### GIVEN INFORMATION
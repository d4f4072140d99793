//! Category tree discovery and reconciliation
//!
//! The live category/subcategory tree is scraped on every startup and
//! reconciled against the stored tree. Matching is by (title, href): site
//! content is the stable identity, positions are not. Matched entries keep
//! their ids; new entries get fresh ids; entries that vanished from the live
//! site are appended back unchanged, so no historical id or record is ever
//! lost. Disappearance from the live page is not deletion.

use crate::crawler::fetcher::PageFetcher;
use crate::parse::{PageParser, ScrapedCategory, ScrapedSubCategory};
use crate::store::{
    earliest_timestamp, Category, IdAllocator, RecordStore, StoreResult, SubCategory,
};
use std::sync::Arc;
use url::Url;

pub struct CategoryDiscoverer {
    fetcher: Arc<PageFetcher>,
    parser: Arc<dyn PageParser>,
    store: Arc<RecordStore>,
    ids: Arc<IdAllocator>,
}

impl CategoryDiscoverer {
    pub fn new(
        fetcher: Arc<PageFetcher>,
        parser: Arc<dyn PageParser>,
        store: Arc<RecordStore>,
        ids: Arc<IdAllocator>,
    ) -> Self {
        Self {
            fetcher,
            parser,
            store,
            ids,
        }
    }

    /// Scrapes the live tree and returns the reconciled category tree,
    /// persisting it when anything changed
    pub async fn discover(&self, base_url: &Url) -> crate::Result<Vec<Category>> {
        tracing::info!("Discovering categories from {}", base_url);

        let live = self
            .fetcher
            .fetch_parsed(base_url.as_str(), |body| {
                self.parser.parse_categories(body, base_url)
            })
            .await?;

        let categories = match self.store.load_categories()? {
            None => {
                // First run: everything is new, no reconciliation needed.
                let mut categories = Vec::with_capacity(live.len());
                for scraped in live {
                    categories.push(fresh_category(scraped, &self.ids)?);
                }
                self.store.write_categories(&categories)?;
                tracing::info!("Stored initial category tree ({} categories)", categories.len());
                categories
            }
            Some(stored) => {
                let (categories, changed) = reconcile(live, stored, &self.ids)?;
                if changed {
                    self.store.write_categories(&categories)?;
                    tracing::info!("Category tree changed, persisted reconciled tree");
                }
                categories
            }
        };

        let sub_count: usize = categories.iter().map(|c| c.subs.len()).sum();
        tracing::info!(
            "Category discovery complete: {} categories, {} subcategories",
            categories.len(),
            sub_count
        );

        Ok(categories)
    }
}

fn fresh_sub(scraped: ScrapedSubCategory, ids: &IdAllocator) -> StoreResult<SubCategory> {
    Ok(SubCategory {
        id: ids.next_id()?,
        title: scraped.title,
        href: scraped.href,
        description: scraped.description,
        last_update: earliest_timestamp(),
        complete: false,
    })
}

fn fresh_category(scraped: ScrapedCategory, ids: &IdAllocator) -> StoreResult<Category> {
    let id = ids.next_id()?;
    let mut subs = Vec::with_capacity(scraped.subs.len());
    for sub in scraped.subs {
        subs.push(fresh_sub(sub, ids)?);
    }
    Ok(Category {
        id,
        title: scraped.title,
        href: scraped.href,
        subs,
    })
}

/// Reconciles the live tree against the stored one
///
/// Returns the merged tree and whether anything changed (new entries
/// allocated, or vanished stored entries reinserted). Matched flags live in
/// transient side-vectors indexed like `stored`, never on the records.
pub fn reconcile(
    live: Vec<ScrapedCategory>,
    stored: Vec<Category>,
    ids: &IdAllocator,
) -> StoreResult<(Vec<Category>, bool)> {
    let mut changed = false;
    let mut cat_matched = vec![false; stored.len()];
    let mut sub_matched: Vec<Vec<bool>> = stored.iter().map(|c| vec![false; c.subs.len()]).collect();

    let mut result = Vec::with_capacity(live.len());

    for live_cat in live {
        let found = stored
            .iter()
            .position(|s| s.title == live_cat.title && s.href == live_cat.href);

        match found {
            Some(ci) => {
                cat_matched[ci] = true;
                let stored_cat = &stored[ci];

                let mut subs = Vec::with_capacity(live_cat.subs.len());
                for live_sub in live_cat.subs {
                    let sub_found = stored_cat
                        .subs
                        .iter()
                        .position(|s| s.title == live_sub.title && s.href == live_sub.href);

                    match sub_found {
                        Some(si) => {
                            sub_matched[ci][si] = true;
                            let stored_sub = &stored_cat.subs[si];
                            subs.push(SubCategory {
                                id: stored_sub.id,
                                title: live_sub.title,
                                href: live_sub.href,
                                description: live_sub.description,
                                last_update: stored_sub.last_update,
                                complete: stored_sub.complete,
                            });
                        }
                        None => {
                            tracing::info!(
                                "New subcategory discovered: {} ({})",
                                live_sub.title,
                                live_sub.href
                            );
                            changed = true;
                            subs.push(fresh_sub(live_sub, ids)?);
                        }
                    }
                }

                result.push(Category {
                    id: stored_cat.id,
                    title: stored_cat.title.clone(),
                    href: stored_cat.href.clone(),
                    subs,
                });
            }
            None => {
                tracing::info!(
                    "New category discovered: {} ({})",
                    live_cat.title,
                    live_cat.href
                );
                changed = true;
                result.push(fresh_category(live_cat, ids)?);
            }
        }
    }

    // Reinsert everything stored that the live site no longer shows.
    for (ci, stored_cat) in stored.iter().enumerate() {
        if !cat_matched[ci] {
            tracing::warn!(
                "Category vanished from live site, keeping stored record: {}",
                stored_cat.title
            );
            changed = true;
            result.push(stored_cat.clone());
            continue;
        }

        for (si, stored_sub) in stored_cat.subs.iter().enumerate() {
            if !sub_matched[ci][si] {
                tracing::warn!(
                    "Subcategory vanished from live site, keeping stored record: {}",
                    stored_sub.title
                );
                changed = true;
                if let Some(result_cat) = result.iter_mut().find(|c| c.id == stored_cat.id) {
                    result_cat.subs.push(stored_sub.clone());
                }
            }
        }
    }

    Ok((result, changed))
}

#[cfg(test)]
mod tests {
    use super::*;
    use crate::store::DomainConfig;
    use tempfile::TempDir;

    fn allocator(dir: &TempDir) -> Arc<IdAllocator> {
        let store = Arc::new(RecordStore::open(dir.path(), "forum.example.com").unwrap());
        store
            .write_domain_config(&DomainConfig {
                domain: "forum.example.com".to_string(),
                url: "https://forum.example.com".to_string(),
                last_id: 0,
            })
            .unwrap();
        Arc::new(IdAllocator::new(store))
    }

    fn scraped(title: &str, href: &str, subs: Vec<(&str, &str)>) -> ScrapedCategory {
        ScrapedCategory {
            title: title.to_string(),
            href: href.to_string(),
            subs: subs
                .into_iter()
                .map(|(t, h)| ScrapedSubCategory {
                    title: t.to_string(),
                    href: h.to_string(),
                    description: String::new(),
                })
                .collect(),
        }
    }

    #[test]
    fn test_first_allocation_then_stable_ids() {
        let dir = TempDir::new().unwrap();
        let ids = allocator(&dir);

        let live = vec![scraped("A", "/forum/a", vec![("General", "/forum/general")])];
        let first = fresh_category(live[0].clone(), &ids).unwrap();
        assert_eq!(first.id, 0);
        assert_eq!(first.subs[0].id, 1);

        // Re-discovering the unchanged tree keeps every id and reports no change.
        let (tree, changed) = reconcile(live, vec![first.clone()], &ids).unwrap();
        assert!(!changed);
        assert_eq!(tree[0].id, 0);
        assert_eq!(tree[0].subs[0].id, 1);
    }

    #[test]
    fn test_new_subcategory_gets_new_id() {
        let dir = TempDir::new().unwrap();
        let ids = allocator(&dir);

        let stored = vec![
            fresh_category(
                scraped("A", "/forum/a", vec![("General", "/forum/general")]),
                &ids,
            )
            .unwrap(),
        ];

        let live = vec![scraped(
            "A",
            "/forum/a",
            vec![("General", "/forum/general"), ("News", "/forum/news")],
        )];

        let (tree, changed) = reconcile(live, stored, &ids).unwrap();
        assert!(changed);
        assert_eq!(tree[0].subs[0].title, "General");
        assert_eq!(tree[0].subs[0].id, 1);
        assert_eq!(tree[0].subs[1].title, "News");
        assert_eq!(tree[0].subs[1].id, 2);
    }

    #[test]
    fn test_vanished_category_is_reinserted() {
        let dir = TempDir::new().unwrap();
        let ids = allocator(&dir);

        let stored = vec![
            fresh_category(scraped("A", "/forum/a", vec![("G", "/forum/g")]), &ids).unwrap(),
            fresh_category(scraped("B", "/forum/b", vec![("H", "/forum/h")]), &ids).unwrap(),
        ];

        // B disappeared from the live page.
        let live = vec![scraped("A", "/forum/a", vec![("G", "/forum/g")])];

        let (tree, changed) = reconcile(live, stored, &ids).unwrap();
        assert!(changed);
        assert_eq!(tree.len(), 2);
        assert_eq!(tree[1].title, "B");
        assert_eq!(tree[1].subs[0].title, "H");
    }

    #[test]
    fn test_vanished_subcategory_is_reinserted() {
        let dir = TempDir::new().unwrap();
        let ids = allocator(&dir);

        let stored = vec![fresh_category(
            scraped("A", "/forum/a", vec![("G", "/forum/g"), ("H", "/forum/h")]),
            &ids,
        )
        .unwrap()];
        let h_id = stored[0].subs[1].id;

        let live = vec![scraped("A", "/forum/a", vec![("G", "/forum/g")])];

        let (tree, changed) = reconcile(live, stored, &ids).unwrap();
        assert!(changed);
        assert_eq!(tree[0].subs.len(), 2);
        assert_eq!(tree[0].subs[1].id, h_id);
    }

    #[test]
    fn test_renamed_subcategory_is_both_new_and_kept() {
        let dir = TempDir::new().unwrap();
        let ids = allocator(&dir);

        let stored = vec![fresh_category(
            scraped("A", "/forum/a", vec![("Old Name", "/forum/g")]),
            &ids,
        )
        .unwrap()];

        // A rename breaks the (title, href) identity: the new title gets a
        // fresh id and the old record is preserved alongside it.
        let live = vec![scraped("A", "/forum/a", vec![("New Name", "/forum/g")])];

        let (tree, changed) = reconcile(live, stored, &ids).unwrap();
        assert!(changed);
        assert_eq!(tree[0].subs.len(), 2);
        assert_eq!(tree[0].subs[0].title, "New Name");
        assert_eq!(tree[0].subs[1].title, "Old Name");
        assert_ne!(tree[0].subs[0].id, tree[0].subs[1].id);
    }
}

### PROBLEM DESCRIPTION
Scan the material above for the string "StoreResult", and copy every line where it is found.

### SOLUTION TO THIS PROBLEM
    earliest_timestamp, Category, IdAllocator, RecordStore, StoreResult, SubCategory,
fn fresh_sub(scraped: ScrapedSubCategory, ids: &IdAllocator) -> StoreResult<SubCategory> {
fn fresh_category(scraped: ScrapedCategory, ids: &IdAllocator) -> StoreResult<Category> {
) -> StoreResult<(Vec<Category>, bool)> {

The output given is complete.